**EXERCISE INSTRUCTIONS**
Every line below from the one containing "usize, expected: usize" through the one containing "Error::Transport(TransportError::Hid(e))" must be transcribed exactly. Omit all lines outside that stretch.

☆ ☆ ☆ ☆

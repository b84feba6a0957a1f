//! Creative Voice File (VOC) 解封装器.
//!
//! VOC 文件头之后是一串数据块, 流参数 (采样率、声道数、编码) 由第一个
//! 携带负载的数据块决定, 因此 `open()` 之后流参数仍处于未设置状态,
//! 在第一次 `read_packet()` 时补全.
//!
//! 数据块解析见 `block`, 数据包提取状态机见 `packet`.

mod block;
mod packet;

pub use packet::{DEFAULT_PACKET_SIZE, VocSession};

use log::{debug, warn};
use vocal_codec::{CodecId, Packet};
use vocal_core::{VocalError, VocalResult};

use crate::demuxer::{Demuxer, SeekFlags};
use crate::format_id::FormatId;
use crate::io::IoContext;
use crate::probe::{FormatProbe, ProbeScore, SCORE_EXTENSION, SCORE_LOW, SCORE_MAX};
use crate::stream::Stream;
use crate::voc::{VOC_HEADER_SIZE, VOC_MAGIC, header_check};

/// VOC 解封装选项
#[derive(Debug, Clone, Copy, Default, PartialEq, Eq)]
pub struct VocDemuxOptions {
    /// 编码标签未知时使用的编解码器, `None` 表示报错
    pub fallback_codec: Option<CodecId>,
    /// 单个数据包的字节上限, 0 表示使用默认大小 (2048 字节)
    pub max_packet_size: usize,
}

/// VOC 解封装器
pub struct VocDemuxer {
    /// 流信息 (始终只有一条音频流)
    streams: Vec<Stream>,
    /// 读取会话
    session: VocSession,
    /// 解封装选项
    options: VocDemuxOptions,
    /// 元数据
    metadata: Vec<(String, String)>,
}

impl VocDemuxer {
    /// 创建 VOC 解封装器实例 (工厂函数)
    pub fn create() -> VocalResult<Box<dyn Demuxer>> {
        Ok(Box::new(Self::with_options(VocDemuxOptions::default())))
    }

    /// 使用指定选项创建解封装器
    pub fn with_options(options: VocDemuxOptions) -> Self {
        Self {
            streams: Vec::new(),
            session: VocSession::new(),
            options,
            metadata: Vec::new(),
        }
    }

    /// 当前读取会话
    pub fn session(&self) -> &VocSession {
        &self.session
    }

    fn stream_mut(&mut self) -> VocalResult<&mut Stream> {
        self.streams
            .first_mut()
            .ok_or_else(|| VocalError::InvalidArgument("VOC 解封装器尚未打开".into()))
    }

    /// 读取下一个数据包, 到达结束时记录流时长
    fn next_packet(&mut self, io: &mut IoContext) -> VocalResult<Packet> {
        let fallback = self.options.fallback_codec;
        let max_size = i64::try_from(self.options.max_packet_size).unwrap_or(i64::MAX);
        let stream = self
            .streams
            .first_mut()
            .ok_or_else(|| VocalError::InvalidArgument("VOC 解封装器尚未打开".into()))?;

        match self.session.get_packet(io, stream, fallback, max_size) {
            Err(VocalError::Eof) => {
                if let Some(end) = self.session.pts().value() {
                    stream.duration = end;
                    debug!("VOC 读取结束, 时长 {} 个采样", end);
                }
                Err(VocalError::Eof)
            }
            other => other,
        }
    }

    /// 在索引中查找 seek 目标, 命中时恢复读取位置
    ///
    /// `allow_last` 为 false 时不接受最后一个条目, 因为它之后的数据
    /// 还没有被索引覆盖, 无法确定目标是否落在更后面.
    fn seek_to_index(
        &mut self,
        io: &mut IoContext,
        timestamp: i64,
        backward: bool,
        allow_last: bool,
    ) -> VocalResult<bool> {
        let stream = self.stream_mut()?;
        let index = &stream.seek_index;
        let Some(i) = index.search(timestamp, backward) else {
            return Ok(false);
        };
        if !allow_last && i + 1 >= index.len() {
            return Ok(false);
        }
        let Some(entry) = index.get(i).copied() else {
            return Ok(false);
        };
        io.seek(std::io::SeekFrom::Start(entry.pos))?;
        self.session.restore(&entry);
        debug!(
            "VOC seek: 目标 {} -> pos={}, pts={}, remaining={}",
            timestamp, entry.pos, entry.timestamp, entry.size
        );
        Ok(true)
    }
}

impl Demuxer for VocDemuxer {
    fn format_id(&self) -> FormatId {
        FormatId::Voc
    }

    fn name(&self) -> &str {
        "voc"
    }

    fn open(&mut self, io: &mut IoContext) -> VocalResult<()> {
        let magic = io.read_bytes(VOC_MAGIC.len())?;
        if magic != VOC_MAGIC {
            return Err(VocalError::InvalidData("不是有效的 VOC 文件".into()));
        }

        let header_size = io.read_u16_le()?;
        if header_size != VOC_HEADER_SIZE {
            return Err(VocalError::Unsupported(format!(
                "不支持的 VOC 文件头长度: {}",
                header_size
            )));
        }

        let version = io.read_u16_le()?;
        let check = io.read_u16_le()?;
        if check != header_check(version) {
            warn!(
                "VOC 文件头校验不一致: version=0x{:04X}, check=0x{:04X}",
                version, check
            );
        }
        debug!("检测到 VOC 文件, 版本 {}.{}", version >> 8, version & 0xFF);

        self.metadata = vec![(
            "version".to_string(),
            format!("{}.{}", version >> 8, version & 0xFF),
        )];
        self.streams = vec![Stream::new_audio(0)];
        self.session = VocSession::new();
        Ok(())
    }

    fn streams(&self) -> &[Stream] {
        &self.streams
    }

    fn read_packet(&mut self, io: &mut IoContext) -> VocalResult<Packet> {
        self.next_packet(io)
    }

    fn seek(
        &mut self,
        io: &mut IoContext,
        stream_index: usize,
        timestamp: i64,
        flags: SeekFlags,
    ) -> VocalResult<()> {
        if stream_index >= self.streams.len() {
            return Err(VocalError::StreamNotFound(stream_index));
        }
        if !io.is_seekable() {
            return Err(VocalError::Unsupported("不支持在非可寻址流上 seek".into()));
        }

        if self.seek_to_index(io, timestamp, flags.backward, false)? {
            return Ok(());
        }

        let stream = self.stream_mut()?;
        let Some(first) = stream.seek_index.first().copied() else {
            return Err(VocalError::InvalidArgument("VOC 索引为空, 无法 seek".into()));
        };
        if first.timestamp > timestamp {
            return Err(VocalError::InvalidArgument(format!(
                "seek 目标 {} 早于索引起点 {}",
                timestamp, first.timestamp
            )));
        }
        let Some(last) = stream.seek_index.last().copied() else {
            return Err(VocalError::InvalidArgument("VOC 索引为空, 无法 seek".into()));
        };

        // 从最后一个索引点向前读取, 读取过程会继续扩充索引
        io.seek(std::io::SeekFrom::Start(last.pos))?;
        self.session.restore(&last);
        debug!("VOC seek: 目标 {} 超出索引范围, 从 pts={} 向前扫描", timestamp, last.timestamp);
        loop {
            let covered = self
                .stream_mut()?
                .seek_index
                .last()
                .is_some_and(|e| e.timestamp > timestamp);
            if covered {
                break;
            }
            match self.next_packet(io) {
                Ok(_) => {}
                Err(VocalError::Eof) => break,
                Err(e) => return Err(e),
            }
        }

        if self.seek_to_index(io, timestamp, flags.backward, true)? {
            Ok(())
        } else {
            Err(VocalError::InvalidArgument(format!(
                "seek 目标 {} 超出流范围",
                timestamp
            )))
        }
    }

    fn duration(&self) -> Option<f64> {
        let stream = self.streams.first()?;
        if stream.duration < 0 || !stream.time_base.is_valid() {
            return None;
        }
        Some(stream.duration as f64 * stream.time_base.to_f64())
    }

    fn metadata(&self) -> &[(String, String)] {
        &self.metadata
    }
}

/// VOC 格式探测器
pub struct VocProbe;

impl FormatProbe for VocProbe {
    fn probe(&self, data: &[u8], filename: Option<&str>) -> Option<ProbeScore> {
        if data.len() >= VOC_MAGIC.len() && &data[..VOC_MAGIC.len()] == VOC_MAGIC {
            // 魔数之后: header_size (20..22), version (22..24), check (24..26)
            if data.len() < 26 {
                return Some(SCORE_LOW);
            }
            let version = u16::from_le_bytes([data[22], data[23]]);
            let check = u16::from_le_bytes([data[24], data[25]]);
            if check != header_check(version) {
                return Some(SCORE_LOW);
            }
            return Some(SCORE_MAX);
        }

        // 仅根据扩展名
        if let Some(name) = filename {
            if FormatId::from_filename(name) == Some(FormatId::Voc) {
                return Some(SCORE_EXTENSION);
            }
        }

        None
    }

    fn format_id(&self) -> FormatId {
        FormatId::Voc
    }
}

☆ ☆ ☆ ☆

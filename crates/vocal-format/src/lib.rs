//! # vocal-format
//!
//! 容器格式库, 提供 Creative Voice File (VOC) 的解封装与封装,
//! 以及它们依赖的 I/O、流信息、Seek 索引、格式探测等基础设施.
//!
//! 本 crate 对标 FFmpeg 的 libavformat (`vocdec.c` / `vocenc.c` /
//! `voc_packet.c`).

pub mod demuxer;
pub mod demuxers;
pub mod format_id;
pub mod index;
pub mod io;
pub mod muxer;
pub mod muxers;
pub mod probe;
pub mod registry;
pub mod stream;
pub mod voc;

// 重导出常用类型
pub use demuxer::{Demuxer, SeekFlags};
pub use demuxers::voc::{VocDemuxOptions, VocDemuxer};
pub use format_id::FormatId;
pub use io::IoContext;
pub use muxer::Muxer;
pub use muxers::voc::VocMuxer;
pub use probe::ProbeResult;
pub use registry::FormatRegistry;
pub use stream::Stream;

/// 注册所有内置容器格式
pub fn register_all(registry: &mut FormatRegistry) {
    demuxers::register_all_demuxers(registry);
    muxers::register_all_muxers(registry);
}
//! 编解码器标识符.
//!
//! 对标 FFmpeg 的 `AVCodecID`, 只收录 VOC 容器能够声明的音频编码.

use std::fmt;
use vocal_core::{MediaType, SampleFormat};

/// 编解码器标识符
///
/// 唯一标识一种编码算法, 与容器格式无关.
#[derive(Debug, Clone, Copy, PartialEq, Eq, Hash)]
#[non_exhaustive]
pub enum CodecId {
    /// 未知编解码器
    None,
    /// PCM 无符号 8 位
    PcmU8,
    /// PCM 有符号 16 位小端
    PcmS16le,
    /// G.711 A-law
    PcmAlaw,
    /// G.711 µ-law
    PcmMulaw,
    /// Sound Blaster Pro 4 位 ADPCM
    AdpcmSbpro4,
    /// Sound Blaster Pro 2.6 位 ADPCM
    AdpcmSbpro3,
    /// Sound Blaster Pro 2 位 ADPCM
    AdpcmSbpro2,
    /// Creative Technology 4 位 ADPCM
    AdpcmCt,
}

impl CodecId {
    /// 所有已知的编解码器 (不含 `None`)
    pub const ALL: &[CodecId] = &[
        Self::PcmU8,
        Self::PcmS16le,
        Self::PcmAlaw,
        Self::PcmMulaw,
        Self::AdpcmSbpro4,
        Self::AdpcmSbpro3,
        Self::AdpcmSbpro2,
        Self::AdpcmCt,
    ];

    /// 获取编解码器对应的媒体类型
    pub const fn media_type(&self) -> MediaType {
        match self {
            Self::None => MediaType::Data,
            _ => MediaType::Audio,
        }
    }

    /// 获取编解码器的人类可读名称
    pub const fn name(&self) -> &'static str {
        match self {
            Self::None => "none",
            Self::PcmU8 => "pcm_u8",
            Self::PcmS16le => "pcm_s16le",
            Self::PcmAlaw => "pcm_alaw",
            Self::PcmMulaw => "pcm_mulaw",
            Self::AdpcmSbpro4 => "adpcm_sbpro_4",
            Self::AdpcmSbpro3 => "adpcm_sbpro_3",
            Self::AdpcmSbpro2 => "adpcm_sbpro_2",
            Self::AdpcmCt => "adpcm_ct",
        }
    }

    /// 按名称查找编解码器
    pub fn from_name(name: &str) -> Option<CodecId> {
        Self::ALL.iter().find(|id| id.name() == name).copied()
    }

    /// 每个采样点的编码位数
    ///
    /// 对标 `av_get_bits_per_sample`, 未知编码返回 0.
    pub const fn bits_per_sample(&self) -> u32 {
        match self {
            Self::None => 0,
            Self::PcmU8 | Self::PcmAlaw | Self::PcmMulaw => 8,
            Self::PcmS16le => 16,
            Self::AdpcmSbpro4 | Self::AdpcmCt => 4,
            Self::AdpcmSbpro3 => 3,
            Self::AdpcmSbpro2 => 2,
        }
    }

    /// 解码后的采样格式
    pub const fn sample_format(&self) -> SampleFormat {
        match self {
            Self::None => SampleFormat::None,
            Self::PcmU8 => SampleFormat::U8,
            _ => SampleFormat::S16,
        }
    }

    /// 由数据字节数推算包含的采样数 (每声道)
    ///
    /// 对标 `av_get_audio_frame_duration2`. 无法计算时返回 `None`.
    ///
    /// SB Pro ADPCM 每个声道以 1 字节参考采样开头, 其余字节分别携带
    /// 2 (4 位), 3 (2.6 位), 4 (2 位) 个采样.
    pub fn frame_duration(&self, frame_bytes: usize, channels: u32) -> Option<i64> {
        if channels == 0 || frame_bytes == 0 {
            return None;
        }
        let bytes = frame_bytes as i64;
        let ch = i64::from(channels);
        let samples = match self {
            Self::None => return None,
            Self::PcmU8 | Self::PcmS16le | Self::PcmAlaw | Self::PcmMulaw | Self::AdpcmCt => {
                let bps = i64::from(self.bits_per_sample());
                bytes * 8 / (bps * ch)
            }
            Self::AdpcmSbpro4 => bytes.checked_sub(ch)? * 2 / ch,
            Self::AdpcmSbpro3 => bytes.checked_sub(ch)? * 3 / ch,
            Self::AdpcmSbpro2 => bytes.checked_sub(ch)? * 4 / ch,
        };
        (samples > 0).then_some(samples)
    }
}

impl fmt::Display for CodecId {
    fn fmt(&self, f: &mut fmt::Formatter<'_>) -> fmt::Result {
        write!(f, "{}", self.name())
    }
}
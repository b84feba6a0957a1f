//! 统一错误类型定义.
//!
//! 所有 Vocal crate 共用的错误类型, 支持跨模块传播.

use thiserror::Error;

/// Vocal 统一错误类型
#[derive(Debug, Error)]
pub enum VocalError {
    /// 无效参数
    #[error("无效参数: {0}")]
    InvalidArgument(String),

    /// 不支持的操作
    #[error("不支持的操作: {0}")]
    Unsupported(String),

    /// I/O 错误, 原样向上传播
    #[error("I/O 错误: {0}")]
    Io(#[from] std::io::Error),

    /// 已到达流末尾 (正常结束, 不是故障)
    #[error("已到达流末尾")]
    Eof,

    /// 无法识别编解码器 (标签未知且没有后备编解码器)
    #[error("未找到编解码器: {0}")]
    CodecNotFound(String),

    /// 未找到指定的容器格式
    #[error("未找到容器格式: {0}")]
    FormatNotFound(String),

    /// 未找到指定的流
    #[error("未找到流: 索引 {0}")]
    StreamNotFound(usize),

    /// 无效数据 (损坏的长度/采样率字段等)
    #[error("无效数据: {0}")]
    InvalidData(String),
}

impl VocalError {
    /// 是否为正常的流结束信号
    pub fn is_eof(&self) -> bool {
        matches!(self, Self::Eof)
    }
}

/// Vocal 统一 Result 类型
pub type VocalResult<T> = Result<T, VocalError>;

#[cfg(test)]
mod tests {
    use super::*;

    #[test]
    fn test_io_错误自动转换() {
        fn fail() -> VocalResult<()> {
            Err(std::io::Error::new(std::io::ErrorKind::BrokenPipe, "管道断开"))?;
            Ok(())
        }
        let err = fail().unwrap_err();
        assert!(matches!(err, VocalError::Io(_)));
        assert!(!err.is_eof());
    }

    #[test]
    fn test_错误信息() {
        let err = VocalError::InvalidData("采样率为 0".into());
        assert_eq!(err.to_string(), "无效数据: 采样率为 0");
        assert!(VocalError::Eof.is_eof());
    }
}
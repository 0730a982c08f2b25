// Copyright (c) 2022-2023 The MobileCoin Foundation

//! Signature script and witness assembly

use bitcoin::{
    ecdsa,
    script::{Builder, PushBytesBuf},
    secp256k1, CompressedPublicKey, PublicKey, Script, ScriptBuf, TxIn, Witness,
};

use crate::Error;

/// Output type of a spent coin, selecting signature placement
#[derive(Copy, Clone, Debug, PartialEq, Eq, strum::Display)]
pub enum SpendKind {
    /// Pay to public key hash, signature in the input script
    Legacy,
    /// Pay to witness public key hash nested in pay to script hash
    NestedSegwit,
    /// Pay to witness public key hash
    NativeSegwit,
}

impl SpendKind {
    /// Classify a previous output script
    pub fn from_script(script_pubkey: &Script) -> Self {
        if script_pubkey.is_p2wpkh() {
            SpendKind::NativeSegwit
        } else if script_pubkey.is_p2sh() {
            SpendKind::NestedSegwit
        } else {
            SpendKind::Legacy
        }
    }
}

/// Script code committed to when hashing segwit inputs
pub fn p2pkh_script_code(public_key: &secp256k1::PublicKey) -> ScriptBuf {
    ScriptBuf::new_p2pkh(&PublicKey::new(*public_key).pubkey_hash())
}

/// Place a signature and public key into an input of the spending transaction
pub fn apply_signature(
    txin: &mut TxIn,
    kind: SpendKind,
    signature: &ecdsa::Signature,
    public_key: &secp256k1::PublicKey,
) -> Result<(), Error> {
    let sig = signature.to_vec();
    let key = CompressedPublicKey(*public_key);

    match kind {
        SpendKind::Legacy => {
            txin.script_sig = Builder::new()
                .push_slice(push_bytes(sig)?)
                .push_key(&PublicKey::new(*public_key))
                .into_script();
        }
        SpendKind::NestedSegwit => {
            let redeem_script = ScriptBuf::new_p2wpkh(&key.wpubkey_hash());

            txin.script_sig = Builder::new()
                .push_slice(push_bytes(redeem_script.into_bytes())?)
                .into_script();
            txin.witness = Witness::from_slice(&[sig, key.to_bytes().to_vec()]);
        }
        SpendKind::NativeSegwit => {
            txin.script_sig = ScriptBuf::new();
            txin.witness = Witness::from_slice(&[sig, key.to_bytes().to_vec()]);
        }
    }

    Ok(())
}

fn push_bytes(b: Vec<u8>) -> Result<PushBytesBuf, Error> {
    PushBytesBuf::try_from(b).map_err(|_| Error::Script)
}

☆ ☆ ☆ ☆

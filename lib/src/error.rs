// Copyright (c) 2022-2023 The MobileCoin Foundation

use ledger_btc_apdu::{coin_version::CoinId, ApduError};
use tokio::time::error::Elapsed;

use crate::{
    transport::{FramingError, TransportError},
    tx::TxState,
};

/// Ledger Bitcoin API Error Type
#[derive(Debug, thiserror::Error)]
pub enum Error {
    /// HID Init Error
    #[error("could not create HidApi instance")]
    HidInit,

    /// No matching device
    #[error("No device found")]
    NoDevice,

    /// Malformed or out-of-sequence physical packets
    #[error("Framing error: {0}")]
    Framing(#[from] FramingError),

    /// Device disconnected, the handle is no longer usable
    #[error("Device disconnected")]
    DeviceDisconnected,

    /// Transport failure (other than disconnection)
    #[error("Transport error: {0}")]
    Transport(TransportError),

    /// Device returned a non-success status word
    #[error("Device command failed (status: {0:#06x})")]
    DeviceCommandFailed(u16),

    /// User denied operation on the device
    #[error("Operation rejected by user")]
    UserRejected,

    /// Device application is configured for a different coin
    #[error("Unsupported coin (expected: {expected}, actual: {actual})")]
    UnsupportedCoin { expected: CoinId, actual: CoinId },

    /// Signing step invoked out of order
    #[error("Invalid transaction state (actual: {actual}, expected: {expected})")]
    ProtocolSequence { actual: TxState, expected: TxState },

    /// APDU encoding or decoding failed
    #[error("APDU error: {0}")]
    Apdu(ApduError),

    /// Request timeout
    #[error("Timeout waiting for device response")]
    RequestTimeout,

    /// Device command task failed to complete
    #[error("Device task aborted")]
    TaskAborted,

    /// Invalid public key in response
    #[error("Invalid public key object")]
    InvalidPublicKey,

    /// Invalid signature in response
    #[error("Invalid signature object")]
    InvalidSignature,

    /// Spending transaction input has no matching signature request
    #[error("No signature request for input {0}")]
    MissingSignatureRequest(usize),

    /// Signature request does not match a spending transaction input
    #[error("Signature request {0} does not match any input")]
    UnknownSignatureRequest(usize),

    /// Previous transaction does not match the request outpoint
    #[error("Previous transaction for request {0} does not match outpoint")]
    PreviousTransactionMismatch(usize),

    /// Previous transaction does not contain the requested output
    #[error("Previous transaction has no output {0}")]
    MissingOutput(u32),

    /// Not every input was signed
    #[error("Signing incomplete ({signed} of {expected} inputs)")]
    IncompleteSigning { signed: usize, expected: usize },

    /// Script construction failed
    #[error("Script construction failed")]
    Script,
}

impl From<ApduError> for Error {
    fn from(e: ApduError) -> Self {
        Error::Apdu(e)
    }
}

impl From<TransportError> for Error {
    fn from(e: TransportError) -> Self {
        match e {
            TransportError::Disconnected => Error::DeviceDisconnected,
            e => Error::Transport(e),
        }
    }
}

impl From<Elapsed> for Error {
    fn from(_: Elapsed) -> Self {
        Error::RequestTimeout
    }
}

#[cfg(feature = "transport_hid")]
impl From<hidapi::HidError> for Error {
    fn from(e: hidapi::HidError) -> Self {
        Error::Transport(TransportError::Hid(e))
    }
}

☆ ☆ ☆ ☆

**OUTPUT FOR THIS TASK**
    IncompleteSigning { signed: usize, expected: usize },

    /// Script construction failed
    #[error("Script construction failed")]
    Script,
}

impl From<ApduError> for Error {
    fn from(e: ApduError) -> Self {
        Error::Apdu(e)
    }
}

impl From<TransportError> for Error {
    fn from(e: TransportError) -> Self {
        match e {
            TransportError::Disconnected => Error::DeviceDisconnected,
            e => Error::Transport(e),
        }
    }
}

impl From<Elapsed> for Error {
    fn from(_: Elapsed) -> Self {
        Error::RequestTimeout
    }
}

#[cfg(feature = "transport_hid")]
impl From<hidapi::HidError> for Error {
    fn from(e: hidapi::HidError) -> Self {
        Error::Transport(TransportError::Hid(e))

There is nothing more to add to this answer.